Went on a splendid Bat Walk around Chorlton Waterpark last night. It was technically part of national moth day but none of the moths seemed to be out. Too cold for some, too warm for others apparently. The bat people had got in on the act as bats keep themselves busy eating moths.
(picture by Helen Brealey)
There was a slightly drawn out but informative lecture on bats to start and we were shown a poorly captive pipistrelle bat (the picture is of a pippistrelle). Then it got really exciting as they handed out ultrasonic scanners to pick up the bats’ ultrasonic vibrations.
We found mainly two types of bat; the common pipistrelle which picked up at 45-47 KHZ and the soprano pipistrelle at around 55 KHZ. The sounds themselves translated as a series of pips, clicks and squeeks becoming blurred into a continual buzz as the bats honed in on their prey and the rate of output got faster than human hearing.

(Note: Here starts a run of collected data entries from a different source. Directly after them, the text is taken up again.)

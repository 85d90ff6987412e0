//! The summarization seam and its fail-open wrapper.

use anyhow::Result;
use async_trait::async_trait;
use std::time::Duration;
use tracing::{info, warn};

/// Text in, rewritten text out.
#[async_trait]
pub trait Summarizer: Send + Sync {
    async fn summarize(&self, text: &str) -> Result<String>;

    /// Short label for logs.
    fn name(&self) -> &str;
}

/// Returns its input. Used when summarization is disabled or unconfigured.
#[derive(Clone, Copy, Debug, Default)]
pub struct PassthroughSummarizer;

#[async_trait]
impl Summarizer for PassthroughSummarizer {
    async fn summarize(&self, text: &str) -> Result<String> {
        Ok(text.to_owned())
    }

    fn name(&self) -> &str {
        "passthrough"
    }
}

#[derive(Clone, Debug, PartialEq, Eq)]
pub struct SummaryOutcome {
    pub text: String,
    /// Set when the original text was used because the summarizer failed.
    pub fallback_reason: Option<String>,
}

impl SummaryOutcome {
    pub fn is_fallback(&self) -> bool {
        self.fallback_reason.is_some()
    }
}

/// Makes exactly one summarization attempt bounded by `timeout`.
///
/// An error, an empty response or a timeout all yield `text` unchanged with
/// the reason recorded.
pub async fn summarize_or_fallback(
    summarizer: &dyn Summarizer,
    text: &str,
    timeout: Duration,
) -> SummaryOutcome {
    let reason = match tokio::time::timeout(timeout, summarizer.summarize(text)).await {
        Ok(Ok(summary)) if !summary.trim().is_empty() => {
            info!("Summary produced by {}", summarizer.name());
            return SummaryOutcome {
                text: summary,
                fallback_reason: None,
            };
        }
        Ok(Ok(_)) => "summarizer returned an empty response".to_owned(),
        Ok(Err(e)) => format!("{e:#}"),
        Err(_) => format!("summarizer timed out after {}s", timeout.as_secs_f32()),
    };

    warn!(
        "Summarization via {} failed, using raw profile: {reason}",
        summarizer.name()
    );
    SummaryOutcome {
        text: text.to_owned(),
        fallback_reason: Some(reason),
    }
}

#[cfg(test)]
mod tests {
    use super::*;
    use std::sync::atomic::{AtomicUsize, Ordering};

    struct Fixed(&'static str);

    #[async_trait]
    impl Summarizer for Fixed {
        async fn summarize(&self, _text: &str) -> Result<String> {
            Ok(self.0.to_owned())
        }

        fn name(&self) -> &str {
            "fixed"
        }
    }

    #[derive(Default)]
    struct Failing {
        calls: AtomicUsize,
    }

    #[async_trait]
    impl Summarizer for Failing {
        async fn summarize(&self, _text: &str) -> Result<String> {
            self.calls.fetch_add(1, Ordering::SeqCst);
            anyhow::bail!("quota exceeded")
        }

        fn name(&self) -> &str {
            "failing"
        }
    }

    struct Slow;

    #[async_trait]
    impl Summarizer for Slow {
        async fn summarize(&self, text: &str) -> Result<String> {
            tokio::time::sleep(Duration::from_secs(30)).await;
            Ok(text.to_owned())
        }

        fn name(&self) -> &str {
            "slow"
        }
    }

    const LONG: Duration = Duration::from_secs(5);

    #[tokio::test]
    async fn test_success_replaces_text() {
        let outcome = summarize_or_fallback(&Fixed("polished"), "raw", LONG).await;
        assert_eq!(outcome.text, "polished");
        assert!(!outcome.is_fallback());
    }

    #[tokio::test]
    async fn test_error_falls_back_after_one_attempt() {
        let failing = Failing::default();
        let outcome = summarize_or_fallback(&failing, "raw", LONG).await;
        assert_eq!(outcome.text, "raw");
        assert!(outcome.fallback_reason.as_deref().is_some_and(|r| r.contains("quota")));
        assert_eq!(failing.calls.load(Ordering::SeqCst), 1);
    }

    #[tokio::test]
    async fn test_empty_response_falls_back() {
        let outcome = summarize_or_fallback(&Fixed("   "), "raw", LONG).await;
        assert_eq!(outcome.text, "raw");
        assert!(outcome.is_fallback());
    }

    #[tokio::test]
    async fn test_timeout_falls_back() {
        let outcome = summarize_or_fallback(&Slow, "raw", Duration::from_millis(50)).await;
        assert_eq!(outcome.text, "raw");
        assert!(outcome.fallback_reason.as_deref().is_some_and(|r| r.contains("timed out")));
    }

    #[tokio::test]
    async fn test_passthrough() -> Result<()> {
        assert_eq!(PassthroughSummarizer.summarize("same").await?, "same");
        Ok(())
    }
}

Pretty amazing to think there so much going on in those upper frequency registers we don’t pick up on. Helen has already picked up a bat scanner so we await its arrival with excitement. Hopefully be able to record some bat sounds as we get regular bat visitors to Woodlawn Court, and I’m also interested to see what else is going on in those higher frequency ranges.
Most immediate thing would be to investigate presence of the “mosquito” devices in the local area aimed at deterring young people from congregating in certain locations by admitting an ultrasonic frequency only audible to younger folks (our hearing range gets smaller as we get older losing those frequencies above 20/25 KHZ or so).